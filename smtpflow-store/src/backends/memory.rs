use std::{collections::HashMap, sync::Arc};

use async_trait::async_trait;
use chrono::Utc;
use parking_lot::Mutex;
use smtpflow_common::tracking::TrackingId;

use crate::{
    events::{
        self, BounceType, ClientMetadata, DeliveryEvent, EventKind, EventRecorder, MessageId,
        MessageRecord, MessageStatus, NewMessage, Recorded,
    },
    quota::{Admission, PeriodKey, QuotaLedger},
    tenant::{Tenant, TenantDirectory, TenantId},
};

#[derive(Debug, Default)]
struct Inner {
    tenants: HashMap<String, Tenant>,
    usage: HashMap<(TenantId, PeriodKey), u64>,
    messages: Vec<MessageRecord>,
    by_tracking: HashMap<TrackingId, usize>,
    events: Vec<DeliveryEvent>,
}

impl Inner {
    fn message_mut(&mut self, tracking_id: &TrackingId) -> Option<&mut MessageRecord> {
        let index = *self.by_tracking.get(tracking_id)?;
        self.messages.get_mut(index)
    }
}

/// In-memory store implementing every storage trait.
///
/// A single mutex guards all state, so every operation, including the quota
/// check-and-increment, is atomic within the process. Use the SQLite backend
/// when more than one relay process shares a quota.
#[derive(Debug, Clone, Default)]
pub struct MemoryStore {
    inner: Arc<Mutex<Inner>>,
}

impl MemoryStore {
    #[must_use]
    pub fn new() -> Self {
        Self::default()
    }

    #[must_use]
    pub fn with_tenant(self, tenant: Tenant) -> Self {
        self.insert_tenant(tenant);
        self
    }

    pub fn insert_tenant(&self, tenant: Tenant) {
        self.inner.lock().tenants.insert(tenant.username.clone(), tenant);
    }

    #[must_use]
    pub fn message_count(&self) -> usize {
        self.inner.lock().messages.len()
    }

    #[must_use]
    pub fn event_count(&self) -> usize {
        self.inner.lock().events.len()
    }
}

#[async_trait]
impl TenantDirectory for MemoryStore {
    async fn by_username(&self, username: &str) -> crate::Result<Option<Tenant>> {
        Ok(self.inner.lock().tenants.get(username).cloned())
    }

    async fn by_token_digest(&self, digest: &str) -> crate::Result<Option<Tenant>> {
        Ok(self
            .inner
            .lock()
            .tenants
            .values()
            .find(|tenant| {
                tenant
                    .api_token_digest
                    .as_deref()
                    .is_some_and(|stored| stored.eq_ignore_ascii_case(digest))
            })
            .cloned())
    }
}

#[async_trait]
impl QuotaLedger for MemoryStore {
    async fn admit_in(
        &self,
        tenant: TenantId,
        period: &PeriodKey,
        limit: u64,
    ) -> crate::Result<Admission> {
        let mut inner = self.inner.lock();
        let consumed = inner.usage.entry((tenant, period.clone())).or_default();

        if *consumed >= limit {
            return Ok(Admission::QuotaExceeded {
                used: *consumed,
                limit,
            });
        }

        *consumed += 1;
        Ok(Admission::Admitted { count: *consumed })
    }

    async fn consumed(&self, tenant: TenantId, period: &PeriodKey) -> crate::Result<u64> {
        Ok(self
            .inner
            .lock()
            .usage
            .get(&(tenant, period.clone()))
            .copied()
            .unwrap_or_default())
    }
}

#[async_trait]
impl EventRecorder for MemoryStore {
    async fn record_sent(&self, message: NewMessage) -> crate::Result<MessageId> {
        let now = Utc::now();
        let mut inner = self.inner.lock();

        let index = inner.messages.len();
        let id = MessageId(i64::try_from(index).unwrap_or(i64::MAX) + 1);
        let tracking_id = message.tracking_id.clone();

        inner.messages.push(MessageRecord::new(id, message, now));
        inner.by_tracking.insert(tracking_id, index);
        inner
            .events
            .push(DeliveryEvent::new(id, EventKind::Sent, now, None, None));

        Ok(id)
    }

    async fn record_open(
        &self,
        tracking_id: &TrackingId,
        metadata: &ClientMetadata,
    ) -> crate::Result<Recorded> {
        let now = Utc::now();
        let mut inner = self.inner.lock();

        let Some(message) = inner.message_mut(tracking_id) else {
            return Ok(Recorded::UnknownTracking);
        };

        message.opened = true;
        message.opened_at.get_or_insert(now);
        message.opened_count += 1;
        let id = message.id;

        inner.events.push(DeliveryEvent::new(
            id,
            EventKind::Opened,
            now,
            Some(metadata),
            events::open_payload(metadata),
        ));

        Ok(Recorded::Recorded)
    }

    async fn record_click(
        &self,
        tracking_id: &TrackingId,
        url: &str,
        metadata: &ClientMetadata,
    ) -> crate::Result<Recorded> {
        let now = Utc::now();
        let mut inner = self.inner.lock();

        let Some(message) = inner.message_mut(tracking_id) else {
            return Ok(Recorded::UnknownTracking);
        };

        message.clicked = true;
        message.clicked_at.get_or_insert(now);
        message.click_count += 1;
        let id = message.id;

        inner.events.push(DeliveryEvent::new(
            id,
            EventKind::Clicked,
            now,
            Some(metadata),
            Some(events::click_payload(url, metadata)),
        ));

        Ok(Recorded::Recorded)
    }

    async fn record_bounce(
        &self,
        tracking_id: &TrackingId,
        bounce_type: BounceType,
        reason: &str,
    ) -> crate::Result<Recorded> {
        let now = Utc::now();
        let mut inner = self.inner.lock();

        let Some(message) = inner.message_mut(tracking_id) else {
            return Ok(Recorded::UnknownTracking);
        };

        if message.bounced_at.is_some() {
            return Ok(Recorded::AlreadyRecorded);
        }

        message.status = MessageStatus::Bounced;
        message.bounced_at = Some(now);
        message.bounce_type = Some(bounce_type);
        message.bounce_message = Some(reason.to_owned());
        let id = message.id;

        inner.events.push(DeliveryEvent::new(
            id,
            EventKind::Bounced,
            now,
            None,
            Some(events::bounce_payload(bounce_type, reason)),
        ));

        Ok(Recorded::Recorded)
    }

    async fn record_spam_complaint(&self, tracking_id: &TrackingId) -> crate::Result<Recorded> {
        let now = Utc::now();
        let mut inner = self.inner.lock();

        let Some(message) = inner.message_mut(tracking_id) else {
            return Ok(Recorded::UnknownTracking);
        };

        if message.spam_reported_at.is_some() {
            return Ok(Recorded::AlreadyRecorded);
        }

        message.status = MessageStatus::Spam;
        message.spam_reported_at = Some(now);
        let id = message.id;

        inner
            .events
            .push(DeliveryEvent::new(id, EventKind::Spam, now, None, None));

        Ok(Recorded::Recorded)
    }

    async fn message(&self, tracking_id: &TrackingId) -> crate::Result<Option<MessageRecord>> {
        let inner = self.inner.lock();
        Ok(inner
            .by_tracking
            .get(tracking_id)
            .and_then(|index| inner.messages.get(*index))
            .cloned())
    }

    async fn events(&self, message_id: MessageId) -> crate::Result<Vec<DeliveryEvent>> {
        Ok(self
            .inner
            .lock()
            .events
            .iter()
            .filter(|event| event.message_id == message_id)
            .cloned()
            .collect())
    }
}
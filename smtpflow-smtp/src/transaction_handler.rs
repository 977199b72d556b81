//! Business logic behind an SMTP session.
//!
//! The session drives the protocol; at the two points where the outside
//! world is involved, checking credentials and handing over a complete
//! message, it calls an [`SmtpTransactionHandler`].

use std::net::SocketAddr;

use async_trait::async_trait;
use smtpflow_delivery::{OutboundMessage, Receipt, Submission, SubmissionError, Submitter};
use smtpflow_store::{AuthError, CredentialStore, TenantIdentity};

use crate::auth::Credentials;

/// A message received over SMTP, ready to be submitted.
#[derive(Debug, Clone)]
pub struct ReceivedMessage {
    pub tenant: TenantIdentity,
    pub sender: Option<String>,
    pub recipients: Vec<String>,
    /// The raw DATA, dot-unstuffed, without the terminating `.`.
    pub data: Vec<u8>,
    pub peer: SocketAddr,
}

#[async_trait]
pub trait SmtpTransactionHandler: Send + Sync {
    /// Resolve AUTH credentials to the tenant the session will act as.
    async fn authenticate(&self, credentials: &Credentials) -> Result<TenantIdentity, AuthError>;

    /// Take responsibility for a complete message.
    async fn handle_message(&self, message: ReceivedMessage) -> Result<Receipt, SubmissionError>;
}

/// Checks credentials against the [`CredentialStore`] and hands messages to
/// the shared [`Submitter`].
#[derive(Debug, Clone)]
pub struct RelayHandler {
    credentials: CredentialStore,
    submitter: Submitter,
}

impl RelayHandler {
    #[must_use]
    pub const fn new(credentials: CredentialStore, submitter: Submitter) -> Self {
        Self {
            credentials,
            submitter,
        }
    }
}

#[async_trait]
impl SmtpTransactionHandler for RelayHandler {
    async fn authenticate(&self, credentials: &Credentials) -> Result<TenantIdentity, AuthError> {
        self.credentials
            .resolve(&credentials.username, &credentials.secret)
            .await
    }

    async fn handle_message(&self, message: ReceivedMessage) -> Result<Receipt, SubmissionError> {
        let ReceivedMessage {
            tenant,
            sender,
            recipients,
            data,
            peer,
        } = message;

        let submission = Submission {
            tenant,
            sender,
            recipients,
            message: OutboundMessage::parse(&data),
            size: u64::try_from(data.len()).unwrap_or(u64::MAX),
            peer: Some(peer.ip()),
        };

        self.submitter.submit(submission).await
    }
}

####

Take each line in the listing that has the word "MessageId" and copy it.

#### [Result of this exercise]
        self, BounceType, ClientMetadata, DeliveryEvent, EventKind, EventRecorder, MessageId,
    async fn record_sent(&self, message: NewMessage) -> crate::Result<MessageId> {
        let id = MessageId(i64::try_from(index).unwrap_or(i64::MAX) + 1);
    async fn events(&self, message_id: MessageId) -> crate::Result<Vec<DeliveryEvent>> {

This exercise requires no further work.